Saved entries:
--
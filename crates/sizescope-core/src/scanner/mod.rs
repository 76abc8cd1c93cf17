/// Scanner — single-pass directory walk producing usage records.
///
/// The walk is depth-first, serial, and synchronous: the behavior contract
/// is one thread of control from the first `read_dir` to the last record.
/// Every directory reachable from the root is visited exactly once
/// (symlinks are not followed during traversal).
///
/// Emitted records:
/// - one `Directory` record per visited directory, sized as the byte sum of
///   its **immediate file children only** (subdirectories are excluded from
///   the sum);
/// - one `File` record per visited file.
///
/// The scan root itself is never emitted; only its descendants are measured.
///
/// Error policy: a per-entry failure (permission denied, entry vanished
/// mid-scan, broken symlink) never aborts the walk. The entry is omitted
/// from the records and reported in [`ScanOutcome::skipped`] so callers and
/// tests can see exactly what was left out.
use crate::model::UsageRecord;
use std::io;
use std::path::{Path, PathBuf};
use std::time::Instant;
use tracing::{debug, info};

/// An entry the walk could not measure, with the reason it was skipped.
#[derive(Debug, Clone)]
pub struct SkippedEntry {
    pub path: PathBuf,
    pub reason: String,
}

/// Everything a single walk produced.
#[derive(Debug, Default)]
pub struct ScanOutcome {
    /// One record per measurable descendant, in walk order.
    pub records: Vec<UsageRecord>,
    /// Entries that failed to stat, in the order the failures occurred.
    pub skipped: Vec<SkippedEntry>,
}

/// Walk `root` and measure every descendant entry.
///
/// Record order follows the walk order and is not sorted; the chart
/// builders impose their own ordering.
pub fn scan(root: &Path) -> ScanOutcome {
    let start = Instant::now();
    let mut outcome = ScanOutcome::default();
    let mut files_found: u64 = 0;
    let mut dirs_found: u64 = 0;

    let walker = jwalk::WalkDir::new(root)
        .skip_hidden(false)
        .follow_links(false)
        .parallelism(jwalk::Parallelism::Serial);

    for entry_result in walker {
        let entry = match entry_result {
            Ok(e) => e,
            Err(err) => {
                // jwalk errors are typically access-denied on directories.
                let path = err.path().map(Path::to_path_buf).unwrap_or_default();
                skip(&mut outcome, path, err.to_string());
                continue;
            }
        };

        let path = entry.path();

        // The root is the scan origin, not a measured entry.
        if path == root {
            continue;
        }

        if !entry.file_type().is_dir() {
            // Stat through symlinks, so a broken link fails here and a link
            // that resolves to a directory falls through to be measured as one.
            match std::fs::metadata(&path) {
                Ok(meta) if meta.is_dir() => {}
                Ok(meta) => {
                    outcome.records.push(UsageRecord::file(path, meta.len()));
                    files_found += 1;
                    continue;
                }
                Err(err) => {
                    skip(&mut outcome, path, err.to_string());
                    continue;
                }
            }
        }

        match immediate_file_total(&path) {
            Ok(bytes) => {
                outcome.records.push(UsageRecord::directory(path, bytes));
                dirs_found += 1;
            }
            Err(err) => skip(&mut outcome, path, err.to_string()),
        }
    }

    info!(
        "scan of {} complete: {} files, {} dirs, {} skipped in {:?}",
        root.display(),
        files_found,
        dirs_found,
        outcome.skipped.len(),
        start.elapsed()
    );

    outcome
}

/// Record a per-entry failure and keep walking.
fn skip(outcome: &mut ScanOutcome, path: PathBuf, reason: String) {
    debug!("skipping {}: {reason}", path.display());
    outcome.skipped.push(SkippedEntry { path, reason });
}

/// Sum the byte sizes of the immediate file children of `dir`.
///
/// Subdirectories are not recursed into. A child that cannot be stat'd is
/// left out of the total (the walk's own visit of that child reports it);
/// only a failure to list the directory itself propagates.
fn immediate_file_total(dir: &Path) -> io::Result<u64> {
    let mut total: u64 = 0;
    for child in std::fs::read_dir(dir)? {
        let child = child?;
        match std::fs::metadata(child.path()) {
            Ok(meta) if meta.is_file() => total += meta.len(),
            _ => {}
        }
    }
    Ok(total)
}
--
In the entries above, find each line that includes the string "derive" and copy it.

- **RESPONSE BOX**
#[derive(Debug, Clone)]
#[derive(Debug, Default)]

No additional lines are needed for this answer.